• [What you are asked to do] From the first line to the last, print the data exactly.

• [Dataset entries]

=== Begin Enclosure ===

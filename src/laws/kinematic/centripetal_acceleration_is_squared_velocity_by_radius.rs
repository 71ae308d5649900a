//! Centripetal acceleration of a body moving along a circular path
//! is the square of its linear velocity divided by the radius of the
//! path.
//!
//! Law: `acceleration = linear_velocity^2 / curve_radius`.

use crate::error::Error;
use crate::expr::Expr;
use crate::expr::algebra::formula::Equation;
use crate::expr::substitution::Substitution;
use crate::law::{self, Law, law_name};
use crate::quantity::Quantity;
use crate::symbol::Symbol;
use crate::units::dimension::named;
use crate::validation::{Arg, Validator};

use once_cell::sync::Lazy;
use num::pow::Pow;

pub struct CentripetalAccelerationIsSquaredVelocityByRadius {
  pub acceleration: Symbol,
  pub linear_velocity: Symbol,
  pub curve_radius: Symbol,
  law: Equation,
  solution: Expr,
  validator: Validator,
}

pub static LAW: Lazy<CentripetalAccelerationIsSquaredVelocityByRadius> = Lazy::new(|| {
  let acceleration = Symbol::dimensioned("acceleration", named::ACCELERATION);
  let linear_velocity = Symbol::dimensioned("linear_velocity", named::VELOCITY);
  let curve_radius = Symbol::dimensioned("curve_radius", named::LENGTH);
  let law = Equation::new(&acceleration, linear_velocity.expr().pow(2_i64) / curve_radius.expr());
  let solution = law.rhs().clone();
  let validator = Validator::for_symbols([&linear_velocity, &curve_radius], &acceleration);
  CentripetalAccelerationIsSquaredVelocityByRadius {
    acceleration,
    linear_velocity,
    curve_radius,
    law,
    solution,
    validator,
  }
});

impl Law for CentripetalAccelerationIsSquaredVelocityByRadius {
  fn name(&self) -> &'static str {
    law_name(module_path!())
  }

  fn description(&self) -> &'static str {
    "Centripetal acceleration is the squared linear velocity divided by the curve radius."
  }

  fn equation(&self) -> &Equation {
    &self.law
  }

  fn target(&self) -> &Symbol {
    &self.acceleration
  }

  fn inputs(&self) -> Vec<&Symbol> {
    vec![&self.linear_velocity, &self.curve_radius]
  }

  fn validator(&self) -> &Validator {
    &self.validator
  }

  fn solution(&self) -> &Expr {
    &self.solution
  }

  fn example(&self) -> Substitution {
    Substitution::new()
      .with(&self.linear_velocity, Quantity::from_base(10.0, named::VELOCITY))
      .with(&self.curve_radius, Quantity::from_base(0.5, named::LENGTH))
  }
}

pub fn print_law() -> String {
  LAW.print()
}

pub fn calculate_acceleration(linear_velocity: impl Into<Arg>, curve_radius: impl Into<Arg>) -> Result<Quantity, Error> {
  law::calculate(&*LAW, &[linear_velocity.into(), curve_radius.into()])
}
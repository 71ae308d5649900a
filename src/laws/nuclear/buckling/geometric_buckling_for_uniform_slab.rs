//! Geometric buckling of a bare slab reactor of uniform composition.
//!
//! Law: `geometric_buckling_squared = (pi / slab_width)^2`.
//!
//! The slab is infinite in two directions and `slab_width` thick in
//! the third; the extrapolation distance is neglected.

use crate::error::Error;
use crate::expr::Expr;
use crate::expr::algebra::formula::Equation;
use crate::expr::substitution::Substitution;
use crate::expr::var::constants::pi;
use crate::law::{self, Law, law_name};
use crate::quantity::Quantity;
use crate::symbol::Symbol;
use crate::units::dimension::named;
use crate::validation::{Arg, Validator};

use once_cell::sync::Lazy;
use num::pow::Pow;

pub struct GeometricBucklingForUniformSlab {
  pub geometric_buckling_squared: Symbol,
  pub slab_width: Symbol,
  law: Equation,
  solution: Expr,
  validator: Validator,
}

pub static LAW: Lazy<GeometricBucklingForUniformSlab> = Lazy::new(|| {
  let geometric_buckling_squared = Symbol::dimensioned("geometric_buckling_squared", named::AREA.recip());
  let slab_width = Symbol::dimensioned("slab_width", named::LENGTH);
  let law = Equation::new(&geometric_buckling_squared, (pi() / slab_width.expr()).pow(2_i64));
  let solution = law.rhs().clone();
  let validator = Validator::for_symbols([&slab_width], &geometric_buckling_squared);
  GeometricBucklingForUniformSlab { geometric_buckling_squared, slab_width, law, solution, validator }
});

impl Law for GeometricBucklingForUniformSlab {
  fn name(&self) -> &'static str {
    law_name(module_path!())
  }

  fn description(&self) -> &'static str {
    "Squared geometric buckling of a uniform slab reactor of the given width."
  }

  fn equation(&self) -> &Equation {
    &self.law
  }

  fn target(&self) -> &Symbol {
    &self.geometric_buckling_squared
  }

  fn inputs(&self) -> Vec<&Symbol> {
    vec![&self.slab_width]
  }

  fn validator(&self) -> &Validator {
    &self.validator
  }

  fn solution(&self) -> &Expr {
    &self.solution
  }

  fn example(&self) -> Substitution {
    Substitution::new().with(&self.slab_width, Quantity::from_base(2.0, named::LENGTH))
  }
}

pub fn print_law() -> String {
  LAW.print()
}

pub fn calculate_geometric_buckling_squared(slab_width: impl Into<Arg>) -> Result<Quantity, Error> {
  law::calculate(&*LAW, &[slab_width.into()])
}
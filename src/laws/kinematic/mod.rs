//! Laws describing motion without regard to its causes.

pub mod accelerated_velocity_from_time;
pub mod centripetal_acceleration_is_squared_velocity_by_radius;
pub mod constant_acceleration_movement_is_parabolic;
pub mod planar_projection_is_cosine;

=== End Enclosure ===

• [Expected output]
filename src/laws/kinematic/centripetal_acceleration_is_squared_velocity_by_radius.rs
repository 71ae308d5649900a
//! Centripetal acceleration of a body moving along a circular path
//! is the square of its linear velocity divided by the radius of the
//! path.
//!
//! Law: `acceleration = linear_velocity^2 / curve_radius`.

use crate::error::Error;
use crate::expr::Expr;
use crate::expr::algebra::formula::Equation;
use crate::expr::substitution::Substitution;
use crate::law::{self, Law, law_name};
use crate::quantity::Quantity;
use crate::symbol::Symbol;
use crate::units::dimension::named;
use crate::validation::{Arg, Validator};

use once_cell::sync::Lazy;
use num::pow::Pow;

pub struct CentripetalAccelerationIsSquaredVelocityByRadius {
  pub acceleration: Symbol,
  pub linear_velocity: Symbol,
  pub curve_radius: Symbol,
  law: Equation,
  solution: Expr,
  validator: Validator,
}

pub static LAW: Lazy<CentripetalAccelerationIsSquaredVelocityByRadius> = Lazy::new(|| {
  let acceleration = Symbol::dimensioned("acceleration", named::ACCELERATION);
  let linear_velocity = Symbol::dimensioned("linear_velocity", named::VELOCITY);
  let curve_radius = Symbol::dimensioned("curve_radius", named::LENGTH);
  let law = Equation::new(&acceleration, linear_velocity.expr().pow(2_i64) / curve_radius.expr());
  let solution = law.rhs().clone();
  let validator = Validator::for_symbols([&linear_velocity, &curve_radius], &acceleration);
  CentripetalAccelerationIsSquaredVelocityByRadius {
    acceleration,
    linear_velocity,
    curve_radius,
    law,
    solution,
    validator,
  }
});

impl Law for CentripetalAccelerationIsSquaredVelocityByRadius {
  fn name(&self) -> &'static str {
    law_name(module_path!())
  }

  fn description(&self) -> &'static str {
    "Centripetal acceleration is the squared linear velocity divided by the curve radius."
  }

  fn equation(&self) -> &Equation {
    &self.law
  }

  fn target(&self) -> &Symbol {
    &self.acceleration
  }

  fn inputs(&self) -> Vec<&Symbol> {
    vec![&self.linear_velocity, &self.curve_radius]
  }

  fn validator(&self) -> &Validator {
    &self.validator
  }

  fn solution(&self) -> &Expr {
    &self.solution
  }

  fn example(&self) -> Substitution {
    Substitution::new()
      .with(&self.linear_velocity, Quantity::from_base(10.0, named::VELOCITY))
      .with(&self.curve_radius, Quantity::from_base(0.5, named::LENGTH))
  }
}

pub fn print_law() -> String {
  LAW.print()
}

pub fn calculate_acceleration(linear_velocity: impl Into<Arg>, curve_radius: impl Into<Arg>) -> Result<Quantity, Error> {
  law::calculate(&*LAW, &[linear_velocity.into(), curve_radius.into()])
}
repository 71ae308d5649900a
filename src/laws/nuclear/buckling/geometric_buckling_for_uniform_slab.rs
//! Geometric buckling of a bare slab reactor of uniform composition.
//!
//! Law: `geometric_buckling_squared = (pi / slab_width)^2`.
//!
//! The slab is infinite in two directions and `slab_width` thick in
//! the third; the extrapolation distance is neglected.

use crate::error::Error;
use crate::expr::Expr;
use crate::expr::algebra::formula::Equation;
use crate::expr::substitution::Substitution;
use crate::expr::var::constants::pi;
use crate::law::{self, Law, law_name};
use crate::quantity::Quantity;
use crate::symbol::Symbol;
use crate::units::dimension::named;
use crate::validation::{Arg, Validator};

use once_cell::sync::Lazy;
use num::pow::Pow;

pub struct GeometricBucklingForUniformSlab {
  pub geometric_buckling_squared: Symbol,
  pub slab_width: Symbol,
  law: Equation,
  solution: Expr,
  validator: Validator,
}

pub static LAW: Lazy<GeometricBucklingForUniformSlab> = Lazy::new(|| {
  let geometric_buckling_squared = Symbol::dimensioned("geometric_buckling_squared", named::AREA.recip());
  let slab_width = Symbol::dimensioned("slab_width", named::LENGTH);
  let law = Equation::new(&geometric_buckling_squared, (pi() / slab_width.expr()).pow(2_i64));
  let solution = law.rhs().clone();
  let validator = Validator::for_symbols([&slab_width], &geometric_buckling_squared);
  GeometricBucklingForUniformSlab { geometric_buckling_squared, slab_width, law, solution, validator }
});

impl Law for GeometricBucklingForUniformSlab {
  fn name(&self) -> &'static str {
    law_name(module_path!())
  }

  fn description(&self) -> &'static str {
    "Squared geometric buckling of a uniform slab reactor of the given width."
  }

  fn equation(&self) -> &Equation {
    &self.law
  }

  fn target(&self) -> &Symbol {
    &self.geometric_buckling_squared
  }

  fn inputs(&self) -> Vec<&Symbol> {
    vec![&self.slab_width]
  }

  fn validator(&self) -> &Validator {
    &self.validator
  }

  fn solution(&self) -> &Expr {
    &self.solution
  }

  fn example(&self) -> Substitution {
    Substitution::new().with(&self.slab_width, Quantity::from_base(2.0, named::LENGTH))
  }
}

pub fn print_law() -> String {
  LAW.print()
}

pub fn calculate_geometric_buckling_squared(slab_width: impl Into<Arg>) -> Result<Quantity, Error> {
  law::calculate(&*LAW, &[slab_width.into()])
}
filename src/laws/kinematic/mod.rs
//! Laws describing motion without regard to its causes.

pub mod accelerated_velocity_from_time;
pub mod centripetal_acceleration_is_squared_velocity_by_radius;
pub mod constant_acceleration_movement_is_parabolic;
pub mod planar_projection_is_cosine;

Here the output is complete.